In particular, there are two approaches that I followed:
-
I manually selected linguistic characteristics that are distinct for the Spanish dialects that need to be classified. The notes taken during this process can be found in
features/variation_phenomena.md. The selected features were then counted in the data, the final selection of features as well as a description of their implementation is documented infeatures/phenomena_represent.md. -
I furthermore fine-tuned a pre-trained BERT model, namely the
dccuchile/bert-base-spanish-wwm-casedmodel, on the data and compared its performance to the performance of the SVM and DT models.
Both the linguistic features as well as the unigram features can be extracted by simply running the script features/implement_features.py. The functions to extract the linguistic features can be found in features/features_utils.py.
By running the script the Corpus del Español is read and the features are extracted from the data. If the data has not been split into train, development and test set, this can be done in the same step by setting the corresponding flag (run python3 implement_features.py -h for more information on the arguments of this script).

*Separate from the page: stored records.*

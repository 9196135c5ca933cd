// Smooths the pointer into a yaw/pitch the eye turns toward.
// Visual: the eye follows the cursor with a short lag and drifts back to center when it leaves.

pub const MAX_YAW: f32 = 0.6; // left-right, radians
pub const MAX_PITCH: f32 = 0.45; // up-down, radians
const SMOOTHING: f32 = 0.25;

#[derive(Clone, Copy, Debug, Default, PartialEq)]
pub struct Gaze {
    pub target_yaw: f32,
    pub target_pitch: f32,
    pub yaw: f32,
    pub pitch: f32,
}

impl Gaze {
    /// One frame of tracking. `pointer` is None once the pointer has left the surface;
    /// the target then returns to zero while the current angles keep easing.
    pub fn update(&mut self, pointer: Option<(f32, f32)>, center: (f32, f32), radii: (f32, f32)) {
        match pointer {
            Some((px, py)) => {
                let nx = ((px - center.0) / radii.0.max(1.0)).clamp(-1.0, 1.0);
                let ny = ((py - center.1) / radii.1.max(1.0)).clamp(-1.0, 1.0);
                self.target_yaw = nx * MAX_YAW;
                self.target_pitch = ny * MAX_PITCH;
            }
            None => self.release(),
        }
        self.yaw += (self.target_yaw - self.yaw) * SMOOTHING;
        self.pitch += (self.target_pitch - self.pitch) * SMOOTHING;
    }

    pub fn release(&mut self) {
        self.target_yaw = 0.0;
        self.target_pitch = 0.0;
    }
}
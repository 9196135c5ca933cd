// What you SEE:
// • Gray tiles fly in from all around the window and assemble into an 8-bit eye.
// • Move the mouse: the eye turns to follow it, and eases back when the pointer leaves.
// • Once assembled, click the black pupil: the tiles burst outward, the frame flips
//   hue and brightens, then the program hands off to the destination and exits.
// • Resize the window to start the assembly over. ESC quits.

mod config;
mod draw;
mod error;
mod export;
mod fx;
mod gaze;
mod grid;
mod input;
mod navigate;
mod scene;
mod synth;
mod tiles;
mod types;

use clap::Parser;
use config::Config;
use draw::{Drawer, draw_crosshair, draw_text_5x7};
use error::Error;
use navigate::{Navigator, PendingNavigation, StdoutNavigator};
use scene::{FrameOutcome, Scene};
use std::time::{Duration, Instant};
use tracing_subscriber::EnvFilter;
use types::FrameBuffer;

fn main() -> Result<(), Error> {
    tracing_subscriber::fmt()
        .with_env_filter(EnvFilter::try_from_default_env().unwrap_or_else(|_| EnvFilter::new("info")))
        .init();

    let cfg = Config::parse();
    cfg.validate()?;

    /* --- Window setup ---
       Visual: a black window opens at the configured size. */
    let mut drawer = Drawer::new("Pixel Eye", cfg.width, cfg.height)?;
    let clock = Instant::now();
    let now_ms = || clock.elapsed().as_secs_f64() * 1000.0;

    let (w, h) = drawer.size();
    let viewport = cfg.viewport(w, h);
    let mut screen = FrameBuffer::new(viewport.0, viewport.1);
    let mut scene = Scene::new(&cfg, viewport, now_ms());

    if let Some(dir) = &cfg.dump {
        export::dump_buffers(scene.eye(), dir)?;
    }

    let mut navigator: Box<dyn Navigator> = Box::new(StdoutNavigator);
    let mut pending: Option<PendingNavigation> = None;

    /* --- HUD / FPS --- */
    let mut last_fps_time = Instant::now();
    let mut frames_this_second: u32 = 0;
    let mut hud_fps_text = String::from("FPS: 0.0");

    /* ------------------------------ Main loop ------------------------------ */
    while drawer.is_open() && !drawer.esc_pressed() {
        let now = now_ms();

        /* 1) Resize: a new window size throws the eye away and starts over. */
        let (w, h) = drawer.size();
        let viewport = cfg.viewport(w, h);
        if scene.resize(viewport, now) {
            screen.resize(viewport.0, viewport.1);
        }

        /* 2) Pointer: move / leave / click */
        match drawer.mouse_pos() {
            Some((mx, my)) => scene.pointer_moved(mx, my),
            None => scene.pointer_left(),
        }
        if let Some((cx, cy)) = drawer.clicked() {
            scene.click(cx, cy, now);
        }

        /* 3) Draw the tiles. After the burst, the last filtered frame stays on screen. */
        match scene.frame(now, &mut screen) {
            FrameOutcome::Continue => {}
            FrameOutcome::Finished => pending = Some(PendingNavigation::schedule(cfg.destination.clone(), now)),
            FrameOutcome::Halted => {}
        }

        /* 4) Debug overlay */
        if cfg.hud && pending.is_none() {
            if let Some((mx, my)) = drawer.mouse_pos() {
                draw_crosshair(&mut screen, mx as i32, my as i32, 12, 0x00_FF_CC_33);
            }
            let hud = format!("{} | TILES {} | {}", scene.phase().label(), scene.tile_count(), hud_fps_text);
            draw_text_5x7(&mut screen, 8, 8, &hud, 0x00_FF_FF_FF);
        }

        /* 5) Present */
        drawer.present(&screen)?;

        /* 6) Delayed hand-off, then leave. */
        if let Some(p) = pending.as_mut() {
            if p.poll(now_ms(), navigator.as_mut()) {
                break;
            }
        }

        /* 7) FPS counter (debug log + HUD once per second) */
        frames_this_second += 1;
        let tick = Instant::now();
        if tick.duration_since(last_fps_time) >= Duration::from_secs(1) {
            let secs = tick.duration_since(last_fps_time).as_secs_f32();
            let fps = frames_this_second as f32 / secs;
            tracing::debug!(fps, "frame rate");
            hud_fps_text = format!("FPS: {:.1}", fps);
            frames_this_second = 0;
            last_fps_time = tick;
        }
    }

    Ok(())
}
// Pointer, click and resize handling for the scene.
// Visual: moving the pointer turns the eye, clicking the pupil of the finished eye
// blows it apart, resizing the window starts the whole assembly over.

use rand::Rng;

use crate::scene::{Phase, Scene};

/// Burst distance per tile, in multiples of the grid's longer side.
const BURST_MIN: f32 = 2.5;
const BURST_SPREAD: f32 = 1.5;

impl Scene {
    /// Pointer position relative to the surface; read by the gaze on the next frame.
    pub fn pointer_moved(&mut self, x: f32, y: f32) {
        self.pointer = Some((x, y));
    }

    /// Pointer left the surface: aim back at the center, let the eye ease there.
    pub fn pointer_left(&mut self) {
        self.pointer = None;
        self.gaze.release();
    }

    /// Returns true if this click started the burst.
    /// Only a fully assembled eye reacts, and only to a hit on a pupil tile as last drawn.
    pub fn click(&mut self, x: f32, y: f32, now_ms: f64) -> bool {
        if self.phase != Phase::Assembled {
            tracing::debug!(phase = ?self.phase, "click ignored");
            return false;
        }
        let hit = self.tiles.iter().any(|t| t.is_pupil && t.screen.contains(x, y));
        if !hit {
            return false;
        }
        self.start_disperse(x, y, now_ms);
        true
    }

    fn start_disperse(&mut self, x: f32, y: f32, now_ms: f64) {
        let reach = self.grid.size * self.grid.cols.max(self.grid.rows) as f32;
        for tile in &mut self.tiles {
            let (cx, cy) = tile.screen.center();
            let (vx, vy) = (cx - x, cy - y);
            let len = vx.hypot(vy);
            let len = if len > 0.0 { len } else { 1.0 };
            let mag = reach * (BURST_MIN + self.rng.gen_range(0.0..BURST_SPREAD));
            tile.disperse = (vx / len * mag, vy / len * mag);
        }
        self.phase = Phase::Dispersing;
        self.disperse_start_ms = now_ms;
        tracing::info!(x, y, tiles = self.tiles.len(), "pupil clicked, dispersing");
    }

    /// New window size. Same size is a no-op; anything else starts a new epoch.
    pub fn resize(&mut self, viewport: (usize, usize), now_ms: f64) -> bool {
        if viewport == self.viewport {
            return false;
        }
        self.rebuild(viewport, now_ms);
        true
    }
}

#[cfg(test)]
mod tests {
    use crate::scene::tests::{assembled, scene};
    use crate::scene::{FrameOutcome, Phase};

    // Just off a pupil tile's center, so no tile sits exactly under the click.
    fn pupil_hit(s: &crate::scene::Scene) -> (f32, f32) {
        let (x, y) = s.tiles.iter().find(|t| t.is_pupil).unwrap().screen.center();
        (x + 0.3, y + 0.2)
    }

    #[test]
    fn click_outside_pupil_changes_nothing() {
        let (mut s, _) = assembled(10);
        let before: Vec<_> = s.tiles.iter().map(|t| t.disperse).collect();
        assert!(!s.click(1.0, 1.0, 3000.0));
        // An iris/sclera tile is not a pupil tile.
        let (ix, iy) = s.tiles.iter().find(|t| !t.is_pupil && t.gray > 100).unwrap().screen.center();
        let on_pupil = s.tiles.iter().any(|t| t.is_pupil && t.screen.contains(ix, iy));
        if !on_pupil {
            assert!(!s.click(ix, iy, 3000.0));
        }
        assert_eq!(s.phase(), Phase::Assembled);
        let after: Vec<_> = s.tiles.iter().map(|t| t.disperse).collect();
        assert_eq!(before, after);
    }

    #[test]
    fn pupil_click_before_assembly_is_ignored() {
        let (mut s, mut fb) = scene(11);
        s.frame(500.0, &mut fb);
        assert_eq!(s.phase(), Phase::Assembling);
        let (x, y) = pupil_hit(&s);
        assert!(!s.click(x, y, 500.0));
        assert_eq!(s.phase(), Phase::Assembling);
    }

    #[test]
    fn pupil_click_triggers_once() {
        let (mut s, mut fb) = assembled(12);
        let (x, y) = pupil_hit(&s);
        assert!(s.click(x, y, 3000.0));
        assert_eq!(s.phase(), Phase::Dispersing);
        let first: Vec<_> = s.tiles.iter().map(|t| t.disperse).collect();
        assert!(first.iter().all(|&(dx, dy)| dx.hypot(dy) > 0.0));

        s.frame(3100.0, &mut fb);
        assert!(!s.click(x, y, 3100.0));
        let again: Vec<_> = s.tiles.iter().map(|t| t.disperse).collect();
        assert_eq!(first, again);
    }

    #[test]
    fn burst_points_away_from_the_click() {
        let (mut s, _) = assembled(13);
        let (x, y) = pupil_hit(&s);
        assert!(s.click(x, y, 3000.0));
        let reach = s.grid.size * 160.0;
        for t in &s.tiles {
            let (cx, cy) = t.screen.center();
            let (dx, dy) = t.disperse;
            let mag = dx.hypot(dy);
            assert!(mag >= reach * 2.5 - 1e-2 && mag <= reach * 4.0 + 1e-2);
            // Same direction as click -> tile center (dot product non-negative).
            assert!((cx - x) * dx + (cy - y) * dy >= -1e-3);
        }
    }

    #[test]
    fn resize_starts_a_new_epoch() {
        let (mut s, mut fb) = assembled(14);
        let (x, y) = pupil_hit(&s);
        assert!(s.click(x, y, 3000.0));
        assert!(!s.resize((800, 600), 3100.0));
        assert_eq!(s.phase(), Phase::Dispersing);

        assert!(s.resize((1600, 1200), 3200.0));
        fb.resize(1600, 1200);
        assert_eq!(s.phase(), Phase::Scattered);
        assert_eq!(s.grid.size, 10.0);
        assert_eq!(s.tile_count(), s.eye().visible_cells());
        assert_eq!(s.frame(3200.0, &mut fb), FrameOutcome::Continue);
        assert_eq!(s.phase(), Phase::Scattered);
        s.frame(3200.0 + 2600.0, &mut fb);
        assert_eq!(s.phase(), Phase::Assembled);
    }

    #[test]
    fn leaving_resets_gaze_target() {
        let (mut s, mut fb) = assembled(15);
        s.pointer_moved(800.0, 0.0);
        s.frame(2700.0, &mut fb);
        assert!(s.gaze.target_yaw > 0.0);
        s.pointer_left();
        assert_eq!(s.gaze.target_yaw, 0.0);
        let yaw = s.gaze.yaw;
        s.frame(2716.0, &mut fb);
        assert!(s.gaze.yaw > 0.0 && s.gaze.yaw < yaw);
    }
}
// Writes the synthesized buffers to disk for inspection.
// Visual expectation: eye_color.png is the small gray eye, eye_depth.png its relief
// (brighter = nearer), eye_pupil.png a white disc on black.

use std::path::{Path, PathBuf};

use image::{GrayImage, Luma};

use crate::error::Error;
use crate::synth::EyeImage;

/// Save all three buffers into `dir` (created if missing). Returns the written paths.
pub fn dump_buffers(eye: &EyeImage, dir: &Path) -> Result<Vec<PathBuf>, Error> {
    std::fs::create_dir_all(dir).map_err(|e| Error::Export {
        path: dir.to_path_buf(),
        source: image::ImageError::IoError(e),
    })?;

    let depth8 = GrayImage::from_fn(eye.width(), eye.height(), |x, y| {
        let z = eye.depth.get_pixel(x, y)[0];
        Luma([(z * 255.0).round().clamp(0.0, 255.0) as u8])
    });

    let color = dir.join("eye_color.png");
    let depth = dir.join("eye_depth.png");
    let pupil = dir.join("eye_pupil.png");
    save(&color, |p| eye.color.save(p))?;
    save(&depth, |p| depth8.save(p))?;
    save(&pupil, |p| eye.pupil.save(p))?;

    tracing::info!(dir = %dir.display(), "dumped eye buffers");
    Ok(vec![color, depth, pupil])
}

fn save(path: &Path, write: impl FnOnce(&Path) -> image::ImageResult<()>) -> Result<(), Error> {
    write(path).map_err(|source| Error::Export { path: path.to_path_buf(), source })
}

The extracted tailored features are then stored in a JSON file while the unigram features are stored as a sparse matrix file.
Before training the models, the features of the individual documents need to be concatenated to a matrix of feature vectors based on the documents that are included in the respective data set (train, dev and test). To do this, the script models/pipeline_linear_models.py has to be run with the second argument none (run python3 pipeline_linear_models.py -h for more information on the arguments of this script).
To train the traditional machine learning models, one can run the script models/pipeline_linear_models.py (run python3 pipeline_linear_models.py -h for more information on the arguments of this script).
To fine-tune the BERT model, one can run the script models/pipeline_transformer.py (run python3 pipeline_transformer.py -h for more information on the arguments of this script).
The trained models will be stored at the given output path for later use.
To evaluate the model, one can either run the script evaluation/evaluation_pipeline.py considering the corresponding arguments and flags or simply run the bash script evaluation/evaluate_models.sh uncommenting the lines that evaluate the desired models.